Ensure LeafCollector#finish is only called once on the main collector during drill-sideways #12642

gsmiller · 2023-10-09T18:12:10Z

Small bug fix where #finish can be called multiple times on the base collector during drill-sideways

… during drill-sideways

gf2121 · 2023-10-10T07:32:59Z

lucene/facet/src/test/org/apache/lucene/facet/TestDrillSideways.java

+
+    @Override
+    public void finish() throws IOException {
+      assertFalse(finished);


Maybe assert to make sure this method get called?

jpountz · 2023-10-10T08:08:31Z

lucene/facet/src/test/org/apache/lucene/facet/TestDrillSideways.java

+            new CollectorManager<>() {
+              @Override
+              public Collector newCollector() throws IOException {
+                return new Collector() {


Maybe make AssertingCollector public and use it here? It gives additional checks, like making sure finish() is called on a leaf before moving to the next one.

Yeah, I like that suggestion. Thanks!

I see you are using AssertingLeafCollector but there are some more interesting checks that only happen if using AssertingCollector, were there any challenges with using it?

We have only one segment here so maybe AssertingSearcher is also needed to guarantee#finish called :)
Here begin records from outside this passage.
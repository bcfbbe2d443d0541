//! Submit mode CLI logic
//!
//! Default mode of the binary: formats a feedback record and submits it
//! through the session manager, printing the created record number and a
//! deep link.

use anyhow::{Result, bail};
use std::path::PathBuf;
use tracing::debug;

use crate::{
    cli::{credential_store_from, init_logging},
    config::ConfigLoader,
    feedback::{self, FeedbackRequest, FeedbackType},
    session::SessionManager,
};

/// Arguments for submit mode
#[derive(Debug)]
pub struct SubmitArgs {
    pub feedback_type: Option<FeedbackType>,
    pub message: Option<String>,
    pub skill_name: Option<String>,
    pub conversation_context: Option<String>,
    pub config: Option<String>,
    pub json: bool,
    pub verbose: bool,
}

/// Run submit mode with the given arguments
pub async fn run_submit_mode(args: SubmitArgs) -> Result<()> {
    init_logging(args.verbose);

    let (Some(feedback_type), Some(message)) = (args.feedback_type, args.message.clone()) else {
        bail!("--feedback-type and --message are required (see --help)");
    };

    let config_path = args
        .config
        .as_ref()
        .map(PathBuf::from)
        .or_else(ConfigLoader::get_config_path);
    let settings = ConfigLoader::new().load(config_path.as_deref())?;

    let store = credential_store_from(&settings)?;
    debug!("Using credential cache at {:?}", store.path());
    let manager = SessionManager::new(settings, store).await;

    let mut request = FeedbackRequest::new(feedback_type, message);
    if let Some(skill_name) = args.skill_name {
        request = request.with_skill_name(skill_name);
    }
    if let Some(context) = args.conversation_context {
        request = request.with_conversation_context(context);
    }

    match feedback::submit(&manager, &request).await {
        Ok(receipt) => {
            if args.json {
                println!("{}", serde_json::to_string(&receipt)?);
            } else {
                println!("Feedback submitted successfully: {}", receipt.number);
                println!();
                println!("Link: {}", receipt.link);
            }
            Ok(())
        }
        Err(e) if e.is_authentication() => {
            eprintln!();
            eprintln!("Authentication error: {}", e);
            eprintln!();
            eprintln!("Manual authentication required:");
            eprintln!("  1. Run: snow-feedback login");
            eprintln!("  2. Complete the login and MFA prompts");
            eprintln!("  3. Re-run your original command");
            Err(e.into())
        }
        Err(e) => Err(e.into()),
    }
}
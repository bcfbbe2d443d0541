//! Utility functions and helpers

pub mod version;

pub use version::{VERSION, get_version};
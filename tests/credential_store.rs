//! Credential store integration tests
//!
//! Covers the source precedence and cache round-trip guarantees through
//! the public API. Environment-variable tests serialize on a mutex since
//! the process environment is shared.

mod common;

use common::record_with;
use snow_feedback::session::{
    CredentialStore,
    credentials::{ENV_ROUTE_COOKIE, ENV_SESSION_COOKIE, ENV_USER_TOKEN, ROUTE_COOKIE, SESSION_COOKIE},
};
use std::sync::Mutex;
use tempfile::TempDir;

static ENV_TEST_MUTEX: Mutex<()> = Mutex::new(());

fn clear_env() {
    unsafe {
        std::env::remove_var(ENV_USER_TOKEN);
        std::env::remove_var(ENV_ROUTE_COOKIE);
        std::env::remove_var(ENV_SESSION_COOKIE);
    }
}

#[tokio::test]
async fn test_environment_wins_over_existing_cache_file() {
    let _lock = ENV_TEST_MUTEX.lock().unwrap();

    let dir = TempDir::new().unwrap();
    let store = CredentialStore::new(dir.path().join("session.json"));
    store
        .save(&record_with("cached_token", "cached_session"))
        .await
        .unwrap();

    unsafe {
        std::env::set_var(ENV_USER_TOKEN, "env_token");
        std::env::set_var(ENV_ROUTE_COOKIE, "env_route");
        std::env::set_var(ENV_SESSION_COOKIE, "env_session");
    }

    let record = store.load().await;
    clear_env();

    assert_eq!(record.token.as_deref(), Some("env_token"));
    assert_eq!(
        record.cookies.get(SESSION_COOKIE).map(String::as_str),
        Some("env_session")
    );
    assert_eq!(
        record.cookies.get(ROUTE_COOKIE).map(String::as_str),
        Some("env_route")
    );
    assert!(record.is_usable());
}

#[tokio::test]
async fn test_incomplete_environment_does_not_take_precedence() {
    let _lock = ENV_TEST_MUTEX.lock().unwrap();

    let dir = TempDir::new().unwrap();
    let store = CredentialStore::new(dir.path().join("session.json"));
    store
        .save(&record_with("cached_token", "cached_session"))
        .await
        .unwrap();

    // Two of three set: the cache file must win
    unsafe {
        std::env::set_var(ENV_USER_TOKEN, "env_token");
        std::env::set_var(ENV_ROUTE_COOKIE, "env_route");
    }

    let record = store.load().await;
    clear_env();

    assert_eq!(record.token.as_deref(), Some("cached_token"));
}

#[tokio::test]
async fn test_save_then_load_round_trips() {
    let _lock = ENV_TEST_MUTEX.lock().unwrap();
    clear_env();

    let dir = TempDir::new().unwrap();
    let store = CredentialStore::new(dir.path().join("session.json"));

    let record = record_with("round_trip_token", "round_trip_session");
    store.save(&record).await.unwrap();

    let loaded = store.load().await;
    assert_eq!(loaded.cookies, record.cookies);
    assert_eq!(loaded.token, record.token);
    assert!(loaded.is_usable());
}

#[tokio::test]
async fn test_save_overwrites_previous_record() {
    let _lock = ENV_TEST_MUTEX.lock().unwrap();
    clear_env();

    let dir = TempDir::new().unwrap();
    let store = CredentialStore::new(dir.path().join("session.json"));

    store.save(&record_with("first", "s1")).await.unwrap();
    store.save(&record_with("second", "s2")).await.unwrap();

    let loaded = store.load().await;
    assert_eq!(loaded.token.as_deref(), Some("second"));
}

#[tokio::test]
async fn test_malformed_cache_file_is_not_fatal() {
    let _lock = ENV_TEST_MUTEX.lock().unwrap();
    clear_env();

    let dir = TempDir::new().unwrap();
    let path = dir.path().join("session.json");
    tokio::fs::write(&path, "{ this is not json").await.unwrap();

    let record = CredentialStore::new(path).load().await;
    assert!(!record.is_usable());
    assert!(record.cookies.is_empty());
}

#[tokio::test]
async fn test_save_creates_missing_parent_directories() {
    let _lock = ENV_TEST_MUTEX.lock().unwrap();
    clear_env();

    let dir = TempDir::new().unwrap();
    let store = CredentialStore::new(dir.path().join("nested").join("deeper").join("session.json"));

    store.save(&record_with("token", "session")).await.unwrap();
    assert!(store.load().await.is_usable());
}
Good thoughts, thanks! I'll see if I can leverage AssertingCollector here. I don't think AssertingSearcher will be easy to use since drill-sideways requires bulk scoring all docs at once (i.e., 0 - INT_MAX) and AssertingBulkScorer may randomly try to score ranges (which results in an assertion error in DrillSidewaysScorer). I'll dig a bit more to see what's possible though.

Thanks @gsmiller for digging!

It is a bit pity that we can not introduce AssertingIndexSearcher here as we need it to ensure #finish called on the last LeafCollector. And if we have only one segment, the check could be lost :(

if we can accept the expose of AssertingCollector#hasFinishedCollectingPreviousLeaf, maybe tweak the asserting search logic like:

IndexSearcher searcher = new IndexSearcher(r) { @Override protected void search(List<LeafReaderContext> leaves, Weight weight, Collector collector) throws IOException { AssertingCollector assertingCollector = AssertingCollector.wrap(collector); super.search(leaves, weight, assertingCollector); assert assertingCollector.hasFinishedCollectingPreviousLeaf(); } };

Yeah, I'm kind of conflicted here to be honest. I'm hesitant to expose something like hasFinishedCollectingPreviousLeaf for this one testing use-case. Another option would be to somehow make AssertingBulkScorer "aware" of when it's allowed to score ranges of documents. That's the fundamental issue here is that we have this drill-sideways bulk scorer DrillSidewaysScorer that must score all docs at once, and cannot score ranges. This really just exposes some fundamental design frictions with drill-sideways, but I don't want to spiral this change into something much bigger than it needs to be (i.e., I acknowledge that we might benefit from a rethinking of how we expose drill-sideways functionality, but that's a much bigger task).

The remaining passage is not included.